So you think that True Love Waits was just about not going too far with your girlfriend and waiting until you were married? A fad that swept American evangelicalism by storm before, surprise, surprise, burning out in the white hot flame of those who couldn’t?
What’s the real concern that True Love Waits simply glossed over? It was our culture of immediacy. The desire to have now, what was not ours rightfully to have now. Not something that is wrong across time and space, but wrong in this time and in that space.
And if you are a church planter then let me assure you that the same “I want it now” immediacy that is crippling our culture in terms of sex, credit debt, desire fulfilment of all sorts, is crouching at the door ready to master you.
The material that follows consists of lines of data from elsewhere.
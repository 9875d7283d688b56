//! Manage self-signed x509 certificate containing enclave remote attestation
//! endorsements.

use std::{borrow::Cow, fmt};

use anyhow::Context;
use rcgen::RcgenError;
use yasna::models::ObjectIdentifier;

use crate::{ed25519, hex, rng::Crng, tls};

/// An x509 certificate containing remote attestation endorsements.
pub struct AttestationCert(rcgen::Certificate);

// TODO(phlip9): attestation extension type should be shared w/ client
// verifiers.

/// The x509 cert extension containing all the evidence a client needs to verify
/// an SGX remote attestation.
///
/// ```asn.1
/// SgxAttestationExtension ::= SEQUENCE {
///     QUOTE      OCTET STRING
///     QE_REPORT  OCTET STRING
/// }
/// ```
#[derive(PartialEq, Eq)]
pub struct SgxAttestationExtension<'a, 'b> {
    pub quote: Cow<'a, [u8]>,
    pub qe_report: Cow<'b, [u8]>,
    //    3. TODO: QE identity json
    //    4. TODO: QE identity sig + cert chain
    //    5. TODO: locally verifiable Report
}

// -- impl AttestationCert -- //

impl AttestationCert {
    /// The Common Name (CN) component of this cert's Distinguished Name (DN).
    const COMMON_NAME: &'static str = "Lexe remote attestation cert";

    /// Sample a fresh cert keypair, gather remote attestation evidence, and
    /// embed these in an ephemeral TLS cert which has the remote attestation
    /// evidence embedded, and which is bound to the given DNS name.
    pub fn generate(
        rng: &mut impl Crng,
        dns_name: String,
    ) -> anyhow::Result<Self> {
        // Generate a fresh key pair, which we'll use for the attestation cert.
        let key_pair = ed25519::KeyPair::from_rng(rng);

        // Get our enclave measurement and cert pk quoted by the enclave
        // platform. This process binds the cert pk to the quote evidence. When
        // a client verifies the Quote, they can also trust that the cert was
        // generated on a valid, genuine enclave. Once this trust is settled,
        // they can safely provision secrets onto the enclave via the newly
        // established secure TLS channel.
        //
        // Get the quote as an x509 cert extension that we'll embed in our
        // self-signed provisioning cert.
        let attestation_ext =
            super::quote::quote_enclave(rng, key_pair.public_key())
                .context("Failed to quote enclave")?;
        let cert_ext = attestation_ext.to_cert_extension();

        let now = time::OffsetDateTime::now_utc();
        let not_before = now - time::Duration::HOUR;
        let not_after = now + time::Duration::HOUR;
        let subject_alt_names = vec![rcgen::SanType::DnsName(dns_name)];

        let cert = tls::build_rcgen_cert(
            Self::COMMON_NAME,
            not_before,
            not_after,
            subject_alt_names,
            &key_pair,
            |params: &mut rcgen::CertificateParams| {
                params.custom_extensions = vec![cert_ext];
            },
        );

        Ok(Self(cert))
    }

    /// DER-encode and self-sign the attestation cert.
    pub fn serialize_der_self_signed(
        &self,
    ) -> Result<rustls::Certificate, RcgenError> {
        self.0.serialize_der().map(rustls::Certificate)
    }

    /// DER-encode the attestation cert's private key.
    pub fn serialize_key_der(&self) -> rustls::PrivateKey {
        rustls::PrivateKey(self.0.serialize_private_key_der())
    }
}

// -- impl SgxAttestationExtension -- //

impl<'a, 'b> SgxAttestationExtension<'a, 'b> {
    /// This is the Intel SGX OID prefix + 1337.7
    /// gramine uses the same but 1337.6 to embed the quote.
    pub const OID: &'static [u64] = &[1, 2, 840, 113741, 1337, 7];

    /// DER-encoded OID
    pub const OID_DER: &'static [u8] = &[
        0x06, 0x09, 0x2A, 0x86, 0x48, 0x86, 0xF8, 0x4D, 0x8A, 0x39, 0x07,
    ];

    pub fn oid_yasna() -> ObjectIdentifier {
        ObjectIdentifier::from_slice(Self::OID)
    }

    #[rustfmt::skip]
    pub const fn oid_asn1_rs() -> asn1_rs::Oid<'static> {
        // TODO(phlip9): won't parse OID_DER...
        asn1_rs::oid!(1.2.840.113741.1337.7)
    }

    /// Clients that don't understand a critical extension will immediately
    /// reject the cert. Unfortunately, setting this to true seems to break
    /// clients...
    pub const fn is_critical() -> bool {
        false
    }

    /// Serialize the attestation to DER.
    pub fn to_der_bytes(&self) -> Vec<u8> {
        yasna::construct_der(|writer| {
            writer.write_sequence(|writer| {
                writer.next().write_bytes(&self.quote);
                writer.next().write_bytes(&self.qe_report);
            })
        })
    }

    pub fn to_cert_extension(&self) -> rcgen::CustomExtension {
        let mut ext = rcgen::CustomExtension::from_oid_content(
            Self::OID,
            self.to_der_bytes(),
        );
        ext.set_criticality(Self::is_critical());
        ext
    }
}

impl SgxAttestationExtension<'static, 'static> {
    /// Build a dummy attestation for testing on non-SGX platforms
    pub const fn dummy() -> Self {
        Self {
            quote: Cow::Borrowed(b"dummy quote"),
            qe_report: Cow::Borrowed(b"dummy qe_report"),
        }
    }

    /// Deserialize the attestation from DER bytes.
    pub fn from_der_bytes(buf: &[u8]) -> yasna::ASN1Result<Self> {
        yasna::parse_der(buf, |reader| {
            reader.read_sequence(|reader| {
                let quote = reader.next().read_bytes()?;
                let qe_report = reader.next().read_bytes()?;
                Ok(Self {
                    quote: Cow::Owned(quote),
                    qe_report: Cow::Owned(qe_report),
                })
            })
        })
    }
}

impl<'a, 'b> fmt::Debug for SgxAttestationExtension<'a, 'b> {
    fn fmt(&self, f: &mut fmt::Formatter<'_>) -> fmt::Result {
        f.debug_struct("SgxAttestationExtension")
            .field("quote", &hex::display(&self.quote))
            .field("qe_report", &hex::display(&self.qe_report))
            .finish()
    }
}

#[cfg(test)]
mod test {
    use super::*;
    use crate::rng::WeakRng;

    #[test]
    fn test_keypair_pk_len() {
        let key_pair = rcgen::KeyPair::generate(&rcgen::PKCS_ED25519).unwrap();
        let pk_raw = key_pair.public_key_raw();
        // sanity check ed25519 pk length is what we expect
        assert_eq!(pk_raw.len(), 32);
    }

    #[test]
    fn test_gen_cert() {
        let mut rng = WeakRng::from_u64(20240217);
        let dns_name = "hello.world".to_owned();
        let cert = AttestationCert::generate(&mut rng, dns_name).unwrap();
        let _cert_bytes = cert.serialize_der_self_signed().unwrap();
        // println!("cert:\n{}", pretty_hex(&cert_bytes));

        // example: `openssl -in cert.pem -text
        //
        // Certificate:
        //     Data:
        //         Version: 3 (0x2)
        //         Serial Number: 7046315113334772949 (0x61c98a4339c914d5)
        //     Signature Algorithm: Ed25519
        //         Issuer: C=US, ST=CA, O=lexe-app, CN=lexe-node
        //         Validity
        //             Not Before: May 22 00:00:00 2022 GMT
        //             Not After : May 22 00:00:00 2032 GMT
        //         Subject: C=US, ST=CA, O=lexe-app, CN=lexe-node
        //         Subject Public Key Info:
        //             Public Key Algorithm: Ed25519
        //             Unable to load Public Key
        //         X509v3 extensions:
        //             X509v3 Subject Alternative Name:
        //                 DNS:hello.world
        //             1.2.840.113741.1337.7:
        //                 0...aaaaa..zzzzzz
        //     Signature Algorithm: Ed25519
        //          7c:4d:d3:40:c5:cf:9c:8b:2f:80:66:37:64:19:2c:51:0a:53:
        //          89:b3:cd:1c:85:5f:99:18:b7:3d:68:ad:48:2c:c2:83:02:79:
        //          c2:79:bf:fb:85:76:5d:58:82:59:0f:43:58:4b:db:b3:b4:ba:
        //          0e:62:cb:55:31:17:95:57:71:00
        // -----BEGIN CERTIFICATE-----
        // MIIBdDCCASagAwIBAgIIYcmKQznJFNUwBQYDK2VwMEIxCzAJBgNVBAYMAlVTMQsw
        // CQYDVQQIDAJDQTESMBAGA1UECgwJbGV4ZS10ZWNoMRIwEAYDVQQDDAlsZXhlLW5v
        // ZGUwHhcNMjIwNTIyMDAwMDAwWhcNMzIwNTIyMDAwMDAwWjBCMQswCQYDVQQGDAJV
        // UzELMAkGA1UECAwCQ0ExEjAQBgNVBAoMCWxleGUtdGVjaDESMBAGA1UEAwwJbGV4
        // ZS1ub2RlMCowBQYDK2VwAyEAzDQWHWaB67h4H0Oz32httyHwv0dz2hdkLizhsfg+
        // ncSjOjA4MBYGA1UdEQQPMA2CC2hlbGxvLndvcmxkMB4GCSqGSIb4TYo5BwQRMA8E
        // BWFhYWFhBAZ6enp6enowBQYDK2VwA0EAfE3TQMXPnIsvgGY3ZBksUQpTibPNHIVf
        // mRi3PWitSCzCgwJ5wnm/+4V2XViCWQ9DWEvbs7S6DmLLVTEXlVdxAA==
        // -----END CERTIFICATE-----
    }

    #[test]
    fn test_sgx_attestation_ext_oid_der_bytes() {
        let oid = SgxAttestationExtension::oid_yasna();
        let oid_der = yasna::encode_der(&oid);
        assert_eq!(SgxAttestationExtension::OID_DER, &oid_der);
    }

    #[test]
    fn test_sgx_attestation_ext_serde() {
        let ext = SgxAttestationExtension {
            quote: b"test".as_slice().into(),
            qe_report: b"foo".as_slice().into(),
        };

        let der_bytes = ext.to_der_bytes();
        let ext2 = SgxAttestationExtension::from_der_bytes(&der_bytes).unwrap();
        assert_eq!(ext, ext2);

        let der_bytes2 = ext2.to_der_bytes();
        assert_eq!(der_bytes, der_bytes2);

        assert_eq!(b"test".as_slice(), ext2.quote.as_ref());
        assert_eq!(b"foo".as_slice(), ext2.qe_report.as_ref());
    }
}
/// A user's node.
#[allow(dead_code)] // Many unread fields are used as type annotations
pub(crate) struct UserNode {
    // --- General --- //
    args: RunArgs,
    pub(crate) peer_port: Port,
    tasks: Vec<(&'static str, LxTask<()>)>,

    // --- Actors --- //
    pub(crate) channel_manager: NodeChannelManager,
    pub(crate) peer_manager: NodePeerManager,
    pub(crate) keys_manager: LexeKeysManager,
    pub(crate) persister: NodePersister,
    chain_monitor: Arc<ChainMonitorType>,
    pub(crate) network_graph: Arc<NetworkGraphType>,
    gossip_sync: Arc<P2PGossipSyncType>,
    invoice_payer: Arc<InvoicePayerType>,
    pub(crate) wallet: Arc<WalletType>,
    block_source: Arc<BlockSourceType>,
    broadcaster: Arc<BroadcasterType>,
    fee_estimator: Arc<FeeEstimatorType>,
    logger: LexeTracingLogger,
    inactivity_timer: InactivityTimer,

    // --- Sync --- //
    restarting_node: bool,
    channel_monitors: Vec<(BlockHash, ChannelMonitorType)>,
    channel_manager_blockhash: BlockHash,

    // --- Run --- //
    inbound_payments: PaymentInfoStorageType,
    outbound_payments: PaymentInfoStorageType,
    shutdown: ShutdownChannel,
}

impl UserNode {
    #[instrument(skip_all)]
    pub async fn init<R: Crng>(
        rng: &mut R,
        args: RunArgs,
    ) -> anyhow::Result<Self> {
        info!(%args.user_pk, "Initializing node");

        // Initialize the Logger
        let logger = LexeTracingLogger::new();

        // Get user_pk, measurement, and HTTP client, used throughout init
        let user_pk = args.user_pk;
        let measurement = enclave::measurement();
        let machine_id = enclave::machine_id();
        let min_cpusvn = MIN_SGX_CPUSVN;
        let api = init_api(&args);

        // Init channels
        let (activity_tx, activity_rx) = mpsc::channel(DEFAULT_CHANNEL_SIZE);
        let shutdown = ShutdownChannel::new();
        let (channel_monitor_updated_tx, channel_monitor_updated_rx) =
            mpsc::channel(DEFAULT_CHANNEL_SIZE);

        // Initialize LexeBitcoind while fetching provisioned secrets
        let (bitcoind_res, fetch_res) = tokio::join!(
            LexeBitcoind::init(
                args.bitcoind_rpc.clone(),
                args.network,
                shutdown.clone(),
            ),
            fetch_provisioned_secrets(
                rng,
                api.as_ref(),
                user_pk,
                measurement,
                machine_id,
                min_cpusvn
            ),
        );
        let bitcoind =
            bitcoind_res.context("Failed to init bitcoind client")?;
        let (node, root_seed) =
            fetch_res.context("Failed to fetch provisioned secrets")?;
        let bitcoind = Arc::new(bitcoind);

        // Collect all handles to spawned tasks
        let mut tasks = Vec::with_capacity(10);

        // Spawn task to refresh feerates
        tasks.push(("refresh fees", bitcoind.spawn_refresh_fees_task()));

        // Build LexeKeysManager from node init data
        let keys_manager =
            LexeKeysManager::init(rng, &node.node_pk, &root_seed)
                .context("Failed to construct keys manager")?;
        let node_pk = keys_manager.derive_pk(rng);

        // LexeBitcoind implements BlockSource, FeeEstimator and
        // BroadcasterInterface, and thus serves these functions. It also
        // serves as the wallet for now. A type alias is defined for each of
        // these in case they need to be split apart later.
        let wallet = bitcoind.clone();
        let block_source = bitcoind.clone();
        let fee_estimator = bitcoind.clone();
        let broadcaster = bitcoind.clone();

        // Initialize Persister
        let persister = NodePersister::new(
            api.clone(),
            node_pk,
            measurement,
            shutdown.clone(),
            channel_monitor_updated_tx,
        );

        // Initialize the ChainMonitor
        let chain_monitor = Arc::new(ChainMonitor::new(
            None,
            broadcaster.clone(),
            logger.clone(),
            fee_estimator.clone(),
            persister.clone(),
        ));

        // Set up the persister -> chain monitor channel
        let channel_monitor_updated_task =
            init::spawn_channel_monitor_updated_task(
                chain_monitor.clone(),
                channel_monitor_updated_rx,
                shutdown.clone(),
            );
        tasks.push(("channel monitor updated", channel_monitor_updated_task));

        // Read channel monitors while reading network graph
        let (channel_monitors_res, network_graph_res) = tokio::join!(
            persister.read_channel_monitors(keys_manager.clone()),
            persister.read_network_graph(args.network, logger.clone())
        );
        let mut channel_monitors =
            channel_monitors_res.context("Could not read channel monitors")?;
        let network_graph =
            network_graph_res.context("Could not read network graph")?;
        let network_graph = Arc::new(network_graph);

        // Init gossip sync
        let gossip_sync =
            P2PGossipSync::new(network_graph.clone(), None, logger.clone());
        let gossip_sync = Arc::new(gossip_sync);

        // Initialize the ChannelManager and ProbabilisticScorer
        let mut restarting_node = true;
        let (channel_manager_res, scorer_res) = tokio::join!(
            NodeChannelManager::init(
                &args,
                &persister,
                block_source.as_ref(),
                &mut restarting_node,
                &mut channel_monitors,
                keys_manager.clone(),
                fee_estimator.clone(),
                chain_monitor.clone(),
                broadcaster.clone(),
                logger.clone(),
            ),
            persister.read_probabilistic_scorer(
                network_graph.clone(),
                logger.clone()
            ),
        );
        let (channel_manager_blockhash, channel_manager) =
            channel_manager_res.context("Could not init ChannelManager")?;
        let scorer =
            scorer_res.context("Could not read probabilistic scorer")?;
        let scorer = Arc::new(Mutex::new(scorer));

        // Init onion messenger
        let onion_messenger =
            Arc::new(OnionMessenger::new(keys_manager.clone(), logger.clone()));

        // Initialize PeerManager
        let peer_manager = NodePeerManager::init(
            rng,
            &keys_manager,
            channel_manager.clone(),
            gossip_sync.clone(),
            onion_messenger,
            logger.clone(),
        );

        // Set up listening for inbound P2P connections
        let (p2p_listener_task, peer_port) = spawn_p2p_listener(
            peer_manager.clone(),
            args.peer_port,
            shutdown.clone(),
        )
        .await;
        tasks.push(("p2p listener", p2p_listener_task));

        // Spawn a task to regularly reconnect to channel peers
        let p2p_reconnector_task = spawn_p2p_reconnector(
            channel_manager.clone(),
            peer_manager.clone(),
            persister.clone(),
            shutdown.clone(),
        );
        tasks.push(("p2p reconnectooor", p2p_reconnector_task));

        // Build owner service TLS config for authenticating owner
        let node_dns = args.node_dns_name.clone();
        let owner_tls = node_run_tls_config(rng, &root_seed, vec![node_dns])
            .context("Failed to build owner service TLS config")?;

        // Start warp service for owner
        let owner_routes = command::server::owner_routes(
            channel_manager.clone(),
            peer_manager.clone(),
            network_graph.clone(),
            activity_tx,
        );
        let mut owner_shutdown = shutdown.clone();
        let (owner_addr, owner_service_fut) = warp::serve(owner_routes)
            .tls()
            .preconfigured_tls(owner_tls)
            // A value of 0 indicates that the OS will assign a port for us
            .bind_with_graceful_shutdown(
                ([127, 0, 0, 1], args.owner_port.unwrap_or(0)),
                async move { owner_shutdown.recv().await },
            );
        let owner_port = owner_addr.port();
        info!("Owner service listening on port {}", owner_port);
        let owner_service_task = LxTask::spawn(async move {
            owner_service_fut.await;
        });
        tasks.push(("owner service", owner_service_task));

        // TODO(phlip9): authenticate host<->node
        // Start warp service for host
        let host_routes =
            command::server::host_routes(args.user_pk, shutdown.clone());
        let mut host_shutdown = shutdown.clone();
        let (host_addr, host_service_fut) = warp::serve(host_routes)
            // A value of 0 indicates that the OS will assign a port for us
            .try_bind_with_graceful_shutdown(
                ([127, 0, 0, 1], args.host_port.unwrap_or(0)),
                async move { host_shutdown.recv().await },
            )
            .context("Failed to bind warp")?;
        let host_port = host_addr.port();
        info!("Host service listening on port {}", host_port);
        let host_service_task = LxTask::spawn(async move {
            host_service_fut.await;
        });
        tasks.push(("host service", host_service_task));

        // Let the runner know that we're ready
        info!("Node is ready to accept commands; notifying runner");
        let user_ports =
            UserPorts::new_run(user_pk, owner_port, host_port, peer_port);
        api.ready(user_ports)
            .await
            .context("Could not notify runner of ready status")?;

        // Initialize the event handler
        // TODO: persist payment info
        let inbound_payments: PaymentInfoStorageType =
            Arc::new(Mutex::new(HashMap::new()));
        let outbound_payments: PaymentInfoStorageType =
            Arc::new(Mutex::new(HashMap::new()));
        let event_handler = LdkEventHandler::new(
            args.network,
            channel_manager.clone(),
            keys_manager.clone(),
            bitcoind.clone(),
            network_graph.clone(),
            inbound_payments.clone(),
            outbound_payments.clone(),
        );

        // Initialize InvoicePayer
        let router = DefaultRouter::new(
            network_graph.clone(),
            logger.clone(),
            keys_manager.get_secure_random_bytes(),
        );
        let invoice_payer = Arc::new(InvoicePayerType::new(
            channel_manager.clone(),
            router,
            scorer.clone(),
            logger.clone(),
            event_handler,
            payment::Retry::Timeout(Duration::from_secs(10)),
        ));

        // Start Background Processing
        let bg_processor_task = LexeBackgroundProcessor::start(
            channel_manager.clone(),
            peer_manager.clone(),
            persister.clone(),
            chain_monitor.clone(),
            invoice_payer.clone(),
            gossip_sync.clone(),
            scorer.clone(),
            shutdown.clone(),
        );
        tasks.push(("background processor", bg_processor_task));

        // Construct (but don't start) the inactivity timer
        let inactivity_timer = InactivityTimer::new(
            args.shutdown_after_sync_if_no_activity,
            args.inactivity_timer_sec,
            activity_rx,
            shutdown.clone(),
        );

        // Build and return the UserNode
        let node = UserNode {
            // General
            args,
            peer_port,
            tasks,

            // Actors
            channel_manager,
            peer_manager,
            keys_manager,
            persister,
            chain_monitor,
            network_graph,
            gossip_sync,
            invoice_payer,
            wallet,
            block_source,
            fee_estimator,
            broadcaster,
            logger,
            inactivity_timer,

            // Sync
            restarting_node,
            channel_manager_blockhash,
            channel_monitors,

            // Run
            inbound_payments,
            outbound_payments,
            shutdown,
        };
        Ok(node)
    }

    pub async fn run(mut self) -> anyhow::Result<()> {
        // --- Sync --- //

        // Sync channel manager and channel monitors to chain tip
        let synced_chain_listeners = SyncedChainListeners::init_and_sync(
            self.args.network,
            self.channel_manager.clone(),
            self.channel_manager_blockhash,
            self.channel_monitors,
            self.block_source.clone(),
            self.broadcaster.clone(),
            self.fee_estimator.clone(),
            self.logger.clone(),
            self.restarting_node,
        )
        .await
        .context("Could not sync channel listeners")?;

        // Populate the chain monitor and spawn the SPV client
        let spv_client_task = synced_chain_listeners
            .feed_chain_monitor_and_spawn_spv(
                self.chain_monitor.clone(),
                self.shutdown.clone(),
            )
            .context("Error wrapping up sync")?;
        self.tasks.push(("spv client", spv_client_task));

        // Sync is complete; start the inactivity timer.
        debug!("Starting inactivity timer");
        let inactivity_timer_task = LxTask::spawn(async move {
            self.inactivity_timer.start().await;
        });
        self.tasks.push(("inactivity timer", inactivity_timer_task));

        // --- Run --- //

        // Start the REPL if it was specified to start in the CLI args.
        #[cfg(not(target_env = "sgx"))]
        if self.args.repl {
            debug!("Starting REPL");
            crate::repl::poll_for_user_input(
                self.invoice_payer.clone(),
                self.peer_manager.clone(),
                self.channel_manager.clone(),
                self.keys_manager.clone(),
                self.network_graph.clone(),
                self.inbound_payments,
                self.outbound_payments,
                self.persister.clone(),
                self.args.network,
            )
            .await;
            debug!("REPL complete.");
        }

        // Pause here and wait for the shutdown signal
        self.shutdown.recv().await;

        // --- Shutdown --- //
        info!("Main thread shutting down.");

        info!("Disconnecting all peers.");
        // This ensures we don't continue updating our channel data after we've
        // stopped the background processor.
        self.peer_manager.disconnect_all_peers();

        info!("Waiting on all tasks to finish");
        let mut tasks = self
            .tasks
            .into_iter()
            .map(|(name, task)| async move {
                let join_res = task.await;
                (name, join_res)
            })
            .collect::<FuturesUnordered<_>>();
        let timeout = tokio::time::sleep(SHUTDOWN_TIME_LIMIT);
        tokio::pin!(timeout);
        while !tasks.is_empty() {
            tokio::select! {
                Some((name, join_res)) = tasks.next() => {
                    match join_res {
                        Ok(()) => info!("'{name}' task finished"),
                        Err(e) => error!("'{name}' task panicked: {e:#}"),
                    }
                }
                () = &mut timeout => {
                    warn!("{} tasks failed to finish", tasks.len());
                    break;
                }
            }
        }

        Ok(())
    }
}
// --- error_kind! macro --- //

// Easily debug/view the `error_kind!` macro expansion with `cargo expand`:
//
// ```bash
// $ cargo install cargo-expand
// $ cd common/
// $ cargo expand api::error
// ```

/// This macro takes an error kind enum declaration and generates impls for the
/// trait [`ErrorKindGenerated`] (and its dependent traits).
///
/// ### Example
///
/// ```ignore
/// error_kind! {
///     #[derive(Copy, Clone, Debug, Eq, PartialEq)]
///     pub enum FooErrorKind {
///         /// Unknown error
///         Unknown(ErrorCode),
///
///         /// A Foo error occured
///         Foo = 1,
///         /// Bar failed to complete
///         Bar = 2,
///     }
/// }
/// ```
///
/// * All error kind types _must_ have an `Unknown(ErrorCode)` variant and it
///   _must_ be first. This handles any unrecognized errors seen from remote
///   services and preserves the error code for debugging / propagating.
///
/// * Doc strings on the error variants are used for
///   [`ErrorKindGenerated::to_msg`] and the [`fmt::Display`] impl.
#[macro_export]
macro_rules! error_kind {
    {
        $(#[$enum_meta:meta])*
        pub enum $error_kind_name:ident {
            $( #[doc = $unknown_msg:literal] )*
            Unknown(ErrorCode),

            $(
                // use the doc string for the error message
                $( #[doc = $item_msg:literal] )*
                $item_name:ident = $item_code:literal
            ),*

            $(,)?
        }
    } => { // generate the error kind enum + impls

        $(#[$enum_meta])*
        pub enum $error_kind_name {
            $( #[doc = $unknown_msg] )*
            Unknown(ErrorCode),

            $(
                $( #[doc = $item_msg] )*
                $item_name
            ),*
        }

        // --- macro-generated impls --- //

        impl ErrorKindGenerated for $error_kind_name {
            const KINDS: &'static [Self] = &[
                $( Self::$item_name, )*
            ];

            #[inline]
            fn is_unknown(&self) -> bool {
                matches!(self, Self::Unknown(_))
            }

            fn to_name(self) -> &'static str {
                match self {
                    $( Self::$item_name => stringify!($item_name), )*
                    Self::Unknown(_) => "Unknown",
                }
            }

            // FIXME(max): The returned kind msg has a " " at the beginning
            fn to_msg(self) -> &'static str {
                match self {
                    $( Self::$item_name => concat!($( $item_msg, )*), )*
                    Self::Unknown(_) => concat!($( $unknown_msg, )*),
                }
            }

            fn to_code(self) -> ErrorCode {
                match self {
                    $( Self::$item_name => $item_code, )*
                    Self::Unknown(code) => code,
                }
            }

            fn from_code(code: ErrorCode) -> Self {
                // this deny attr makes duplicate codes a compile error : )
                #[deny(unreachable_patterns)]
                match code {
                    // make 0 the first entry so any variants with 0 code will
                    // raise a compile error.
                    0 => Self::Unknown(0),
                    $( $item_code => Self::$item_name, )*
                    _ => Self::Unknown(code),
                }
            }
        }

        // --- standard trait impls --- //

        impl Default for $error_kind_name {
            fn default() -> Self {
                Self::Unknown(0)
            }
        }

        impl fmt::Display for $error_kind_name {
            fn fmt(&self, f: &mut fmt::Formatter<'_>) -> fmt::Result {
                let name = (*self).to_name();
                let msg = (*self).to_msg();
                let code = (*self).to_code();
                // ex: "[102=EntityConversion] Could not convert entity to type"
                // No ':' because the ServiceApiError's Display impl adds it.
                write!(f, "[{code}={name}]{msg}")
            }
        }

        // --- impl Into/From ErrorCode --- //

        impl From<ErrorCode> for $error_kind_name {
            #[inline]
            fn from(code: ErrorCode) -> Self {
                Self::from_code(code)
            }
        }

        impl From<$error_kind_name> for ErrorCode {
            #[inline]
            fn from(val: $error_kind_name) -> ErrorCode {
                val.to_code()
            }
        }

        // --- impl From RestClientErrorKind --- //

        impl From<RestClientErrorKind> for $error_kind_name {
            #[inline]
            fn from(common: RestClientErrorKind) -> Self {
                Self::from_code(common.to_code())
            }
        }

        // --- impl Arbitrary --- //

        // Unfortunately, we can't just derive Arbitrary since proptest will
        // generate `Unknown(code)` with code that actually is a valid variant.
        #[cfg(any(test, feature = "test-utils"))]
        impl proptest::arbitrary::Arbitrary for $error_kind_name {
            type Parameters = ();
            type Strategy = proptest::strategy::BoxedStrategy<Self>;

            fn arbitrary_with(_args: Self::Parameters) -> Self::Strategy {
                use proptest::{prop_oneof, sample};
                use proptest::arbitrary::any;
                use proptest::strategy::Strategy;

                // 9/10 sample a valid error code, o/w sample a random error
                // code (likely unknown).
                prop_oneof![
                    9 => sample::select(Self::KINDS),
                    1 => any::<ErrorCode>().prop_map(Self::from_code),
                ].boxed()
            }
        }
    }
}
What do I mean by this? Simply that church planters are in their very nature impatient. You are, if that’s you, in all likelihood, planting a church because you saw the crying need in your context for a gospel church plant that would break the inertia of no one being evangelised or converted on anything like a regular basis. You are planting a church because you want to cut red tape, green tape, blue tape. Give you a roll of Sellotape and you will cut it to shreds.
And then the church plant actually launches. And it’s like the dog that finally caught the car and is now busy deciding what to do with it. You have boundless energy, your core team has boundless energy, at least you think they do. You are raring to go.
Well, here is what I have discovered after launching out once or twice into a new church plant: True Love Waits.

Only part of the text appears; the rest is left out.